O programa que o PSTU apresenta nestas eleições parte de uma análise do processo de recolonização e retrocesso enfrentado pelo país diante da dominação imperialista das potências capitalistas. Condição que impõe uma desindustrialização crescente do Brasil, empobrecimento e degradação econômica e social, cujos reflexos se sentem nos baixos salários, na precarização do trabalho, na superexploração expressa na Escala 6x1, na ausência de direitos dos trabalhadores de aplicativos, na destruição dos serviços públicos e até na violência urbana.
E afirma de forma categórica: só é possível resolver esses problemas mais sentidos pela população enfrentando esse sistema de dominação do país por grandes monopólios capitalistas.
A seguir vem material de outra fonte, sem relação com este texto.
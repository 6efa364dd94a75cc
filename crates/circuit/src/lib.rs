//! Circuit graph construction and the netlist text format.
//!
//! A circuit is described by line-oriented declarations:
//!
//! ```text
//! gate <name> <and|or|not|const> <delay>
//! wire <srcGate> <srcPin> <dstGate> <dstPin> <delay>
//! -- comment
//! ```
//!
//! [`CircuitBuilder`] accumulates gates and wires, recording every structural
//! problem in a [`Diagnostics`] collector rather than failing fast, so one
//! pass over a bad file surfaces as many errors as possible. A wire is only
//! materialized when all of its checks pass, so the finished [`Circuit`] never
//! contains a half-built connection. The simulation layer consumes the
//! finished circuit read-only.

mod diagnostics;
mod graph;
mod netlist;

pub use diagnostics::{Diagnostic, Diagnostics, UnboundInputPolicy};
pub use graph::{Circuit, CircuitBuilder, Gate, Wire};
pub use netlist::parse_netlist;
E para isso é preciso questionar a propriedade desses monopólios, enfrentar o imperialismo e tomar, sob controle dos trabalhadores, os setores estratégicos da país, estatizando os setores chaves para que atuem em benefício da classe trabalhadora e da grande maioria da população.
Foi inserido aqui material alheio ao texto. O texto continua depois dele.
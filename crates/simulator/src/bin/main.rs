//! Gatesim CLI
//!
//! Reads a netlist description of a logic circuit and prints every output
//! transition the circuit produces, in simulated-time order.

use clap::Parser;
use gatesim_circuit::UnboundInputPolicy;
use gatesim_simulation::SimulationConfig;
use gatesim_simulator::{simulate_netlist, AppError};
use std::path::PathBuf;
use tracing_subscriber::EnvFilter;

#[derive(Parser)]
#[command(name = "gatesim")]
#[command(about = "Discrete-event simulator for gate-level logic circuits")]
#[command(version)]
struct Cli {
    /// Netlist file describing the circuit
    file: PathBuf,

    /// Treat unwired input pins as errors instead of warnings
    #[arg(long)]
    strict_pins: bool,

    /// Jitter gate delays by up to ±5% to spread simultaneous events
    #[arg(long)]
    jitter: bool,

    /// Seed for the jitter generator
    #[arg(long, default_value = "12345")]
    seed: u64,

    /// Abort after this many events (guards zero-delay feedback loops)
    #[arg(long)]
    max_events: Option<u64>,

    /// Echo the parsed circuit declarations before simulating
    #[arg(long)]
    print_circuit: bool,
}

fn main() -> Result<(), Box<dyn std::error::Error>> {
    tracing_subscriber::fmt()
        .with_env_filter(EnvFilter::from_default_env())
        .with_writer(std::io::stderr)
        .init();

    let cli = Cli::parse();

    let policy = if cli.strict_pins {
        UnboundInputPolicy::Strict
    } else {
        UnboundInputPolicy::Permissive
    };

    let mut config = SimulationConfig::new().with_seed(cli.seed);
    if cli.jitter {
        config = config.with_jitter();
    }
    if let Some(max_events) = cli.max_events {
        config = config.with_max_events(max_events);
    }

    let source = std::fs::read_to_string(&cli.file)?;

    match simulate_netlist(&source, policy, config) {
        Ok((circuit, report)) => {
            if cli.print_circuit {
                print!("{}", circuit.to_netlist());
            }
            report.print(&circuit);
            Ok(())
        }
        Err(AppError::InvalidCircuit { diagnostics }) => {
            for diagnostic in diagnostics.entries() {
                eprintln!("gatesim: {}", diagnostic);
            }
            Err(Box::new(AppError::InvalidCircuit { diagnostics }))
        }
        Err(err) => Err(Box::new(err)),
    }
}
Fruto da análise que o PSTU vem fazendo de forma coletiva nos últimos anos sobre o Brasil, e sua reelaboração programática diante de um capitalismo em crise, enorme polarização social e novas e mais profundas formas de exploração, o programa eleitoral que o partido apresenta é uma breve síntese. Não se propõe, neste sentido, a ser um conjunto de promessas eleitorais, mas antes, uma proposta de guia para a ação para a classe trabalhadora. Queremos disputar a consciência da classe trabalhadora para um programa que, partindo de suas necessidades mais imediatas, questione a dominação imperialista, a grande propriedade e o próprio sistema.
Em breve, o PSTU publicará a sistematização das discussões programáticas realizadas em seu último Congresso.